Palmira, Valle del Cauca, Colombia

Tribuna de opinión

Transitar por el luto del plebiscito, a la indignación por la mentira, el desconcierto ante la ausencia por todos de Plan B, incluyendo a los abanderados del No; a la resistencia civil en las calles comandada por la juventud; quizá nos permita ver con claridad por primera vez.

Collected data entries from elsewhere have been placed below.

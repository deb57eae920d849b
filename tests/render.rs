mod common;

use std::cell::Cell;
use std::path::PathBuf;

use common::{SheetExt, date, ledger_schema, record};
use shop_ledger::aggregate::aggregate;
use shop_ledger::data::{Record, Value};
use shop_ledger::reconcile::GroupingPolicy;
use shop_ledger::render::{CellStyle, CellValue, RenderOptions, SheetOp, render};
use shop_ledger::schema::{ColumnSpec, MAX_COLUMN, SheetSchema};
use shop_ledger::thumbnail::Thumbnail;

fn no_thumbnail(_: &Record) -> Thumbnail {
    Thumbnail::Absent
}

fn ledger() -> Vec<Record> {
    aggregate(vec![
        vec![
            record(
                "A",
                &[
                    ("date", Value::Date(date(2024, 1, 3))),
                    ("item", "cable".into()),
                    ("price", Value::Integer(800)),
                ],
            ),
            record(
                "A",
                &[
                    ("date", Value::Date(date(2024, 1, 1))),
                    ("item", "lamp".into()),
                    ("price", Value::Integer(2400)),
                ],
            ),
        ],
        vec![record(
            "B",
            &[("date", Value::Date(date(2024, 1, 2))), ("item", "desk".into())],
        )],
    ])
}

fn text(value: &str) -> CellValue {
    CellValue::Text(value.to_string())
}

#[test]
fn render_writes_header_and_rows_below_it() {
    let schema = ledger_schema("Bought");
    let sheet = render(&schema, &ledger(), no_thumbnail, &RenderOptions::default(), |_| {});

    assert_eq!(sheet.title, "Bought");
    assert_eq!(sheet.record_count, 3);
    assert_eq!(sheet.cell(2, 1), Some(&text("Date")));
    assert_eq!(sheet.cell(2, 2), Some(&text("Shop")));
    assert_eq!(sheet.cell(2, 3), Some(&text("Item")));
    assert_eq!(sheet.cell(2, 4), Some(&text("Price")));
    assert_eq!(sheet.cell(1, 1), None);

    assert_eq!(sheet.cell(3, 1), Some(&CellValue::Date(date(2024, 1, 1))));
    assert_eq!(sheet.cell(3, 2), Some(&text("A")));
    assert_eq!(sheet.cell(3, 3), Some(&text("lamp")));
    assert_eq!(sheet.cell(3, 4), Some(&CellValue::Number(2400.0)));
    assert_eq!(sheet.cell(4, 2), Some(&text("B")));
    assert_eq!(sheet.cell(4, 4), Some(&CellValue::Blank));
    assert_eq!(sheet.cell(5, 3), Some(&text("cable")));
    assert_eq!(sheet.cell(6, 1), None);
}

#[test]
fn header_cells_use_header_style() {
    let schema = ledger_schema("Bought");
    let sheet = render(&schema, &ledger(), no_thumbnail, &RenderOptions::default(), |_| {});
    for op in sheet.content_ops() {
        if let SheetOp::Cell { row, style, .. } = op {
            let expected = if *row == 2 { CellStyle::Header } else { CellStyle::Body };
            assert_eq!(*style, expected, "row {row}");
        }
    }
}

#[test]
fn empty_ledger_renders_only_the_header() {
    let schema = ledger_schema("Sold");
    let mut calls = 0;
    let sheet = render(&schema, &[], no_thumbnail, &RenderOptions::default(), |_| calls += 1);
    assert_eq!(sheet.record_count, 0);
    assert_eq!(sheet.content_ops().count(), 4);
    assert_eq!(calls, 0);
}

#[test]
fn progress_reports_each_written_row() {
    let schema = ledger_schema("Bought");
    let mut seen = Vec::new();
    render(&schema, &ledger(), no_thumbnail, &RenderOptions::default(), |n| seen.push(n));
    assert_eq!(seen, vec![1, 2, 3]);
}

#[test]
fn column_widths_come_first() {
    let mut schema = ledger_schema("Bought");
    schema.column_mut("item").unwrap().width = Some(40.0);
    let sheet = render(&schema, &ledger(), no_thumbnail, &RenderOptions::default(), |_| {});
    assert_eq!(
        sheet.ops()[0],
        SheetOp::ColumnWidth {
            column: 3,
            width: 40.0
        }
    );
}

#[test]
fn thumbnails_are_anchored_after_the_last_column() {
    let schema = ledger_schema("Bought");
    let options = RenderOptions {
        thumbnails: true,
        merge: None,
    };
    let resolve = |record: &Record| match record.get("item").map(Value::as_display).as_deref() {
        Some("desk") => Thumbnail::Path(PathBuf::from("thumb/desk.png")),
        _ => Thumbnail::Absent,
    };
    let sheet = render(&schema, &ledger(), resolve, &options, |_| {});

    let images: Vec<_> = sheet.images().collect();
    assert_eq!(images, vec![(4, 5, &PathBuf::from("thumb/desk.png"))]);
    assert_eq!(sheet.record_count, 3);
}

#[test]
fn thumbnails_use_the_image_column_when_present() {
    let mut schema = ledger_schema("Bought");
    schema.columns.push(ColumnSpec::new("image", 7, "Image").optional());
    let options = RenderOptions {
        thumbnails: true,
        merge: None,
    };
    let resolve = |_: &Record| Thumbnail::Path(PathBuf::from("thumb.png"));
    let sheet = render(&schema, &ledger(), resolve, &options, |_| {});
    assert!(sheet.images().all(|(_, column, _)| column == 7));
    assert_eq!(sheet.images().count(), 3);
}

#[test]
fn image_column_holds_only_the_thumbnail() {
    let mut schema = ledger_schema("Bought");
    schema.columns.push(ColumnSpec::new("image", 5, "Image").optional());
    let records = vec![record(
        "A",
        &[
            ("date", Value::Date(date(2024, 1, 1))),
            ("item", "lamp".into()),
            ("image", "https://img.example/lamp.jpg".into()),
        ],
    )];
    let resolve = |_: &Record| Thumbnail::Path(PathBuf::from("thumb/lamp.png"));

    let with_thumbnails = RenderOptions {
        thumbnails: true,
        merge: None,
    };
    let sheet = render(&schema, &records, resolve, &with_thumbnails, |_| {});
    assert_eq!(sheet.cell(3, 5), Some(&CellValue::Blank));
    let images: Vec<_> = sheet.images().collect();
    assert_eq!(images, vec![(3, 5, &PathBuf::from("thumb/lamp.png"))]);

    let sheet = render(&schema, &records, resolve, &RenderOptions::default(), |_| {});
    assert_eq!(sheet.cell(3, 5), Some(&text("https://img.example/lamp.jpg")));
    assert_eq!(sheet.images().count(), 0);
}

#[test]
fn thumbnails_are_skipped_when_the_sheet_is_full() {
    let schema = SheetSchema::new(
        "Bought",
        1,
        vec![
            ColumnSpec::new("date", 1, "Date"),
            ColumnSpec::new("item", MAX_COLUMN, "Item"),
        ],
    );
    let options = RenderOptions {
        thumbnails: true,
        merge: None,
    };
    let resolve = |_: &Record| Thumbnail::Path(PathBuf::from("thumb.png"));
    let sheet = render(&schema, &ledger(), resolve, &options, |_| {});
    assert_eq!(sheet.images().count(), 0);
    assert_eq!(sheet.record_count, 3);
}

#[test]
fn disabled_thumbnails_never_consult_the_resolver() {
    let schema = ledger_schema("Bought");
    let calls = Cell::new(0);
    let resolve = |_: &Record| {
        calls.set(calls.get() + 1);
        Thumbnail::Path(PathBuf::from("thumb.png"))
    };
    let sheet = render(&schema, &ledger(), resolve, &RenderOptions::default(), |_| {});
    assert_eq!(calls.get(), 0);
    assert_eq!(sheet.images().count(), 0);
}

#[test]
fn grouping_column_spans_its_gap() {
    let schema = SheetSchema::new(
        "Bought",
        1,
        vec![
            ColumnSpec::new("date", 1, "Date"),
            ColumnSpec::new("category", 2, "Category"),
            ColumnSpec::new("item", 5, "Item"),
        ],
    );
    let options = RenderOptions {
        thumbnails: true,
        merge: Some(GroupingPolicy {
            key: "category".to_string(),
            gap_width: 3,
        }),
    };
    let records = vec![record(
        "A",
        &[
            ("date", Value::Date(date(2024, 2, 2))),
            ("category", "Books".into()),
            ("item", "novel".into()),
        ],
    )];
    let resolve = |_: &Record| Thumbnail::Path(PathBuf::from("novel.png"));
    let sheet = render(&schema, &records, resolve, &options, |_| {});

    assert!(sheet.ops().contains(&SheetOp::Merge {
        row: 1,
        first_column: 2,
        last_column: 4,
        value: text("Category"),
        style: CellStyle::Header,
    }));
    assert!(sheet.ops().contains(&SheetOp::Merge {
        row: 2,
        first_column: 2,
        last_column: 4,
        value: text("Books"),
        style: CellStyle::Body,
    }));
    assert_eq!(sheet.cell(2, 5), Some(&text("novel")));
    assert_eq!(sheet.images().next().map(|(_, column, _)| column), Some(6));
}

#[test]
fn rendering_is_deterministic() {
    let schema = ledger_schema("Bought");
    let first = render(&schema, &ledger(), no_thumbnail, &RenderOptions::default(), |_| {});
    let second = render(&schema, &ledger(), no_thumbnail, &RenderOptions::default(), |_| {});
    assert_eq!(first, second);
}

¿Habríamos imaginado este escenario postplebiscito que nos sucede, como efecto positivo del resultado que se coronó con la victoria en las urnas el pasado 2 de octubre?, el tiempo parece probar una vez más que en nuestra probeta de ensayo de la “cosa política”, la incertidumbre, la sorpresa y la incógnita en este laboratorio llamado Colombia son los únicos factores que no varían.

A la lista de efectos positivos nadie habría sumado, por ejemplo, la revelación de “Timochenko” como hombre sensato y de creíble semblante político, quien a diferencia de algunos otros, avocó con seriedad y actitud pacifista al mantenimiento del diálogo y el consenso para no desechar un Acuerdo que ha puesto a prueba la voluntad de todos.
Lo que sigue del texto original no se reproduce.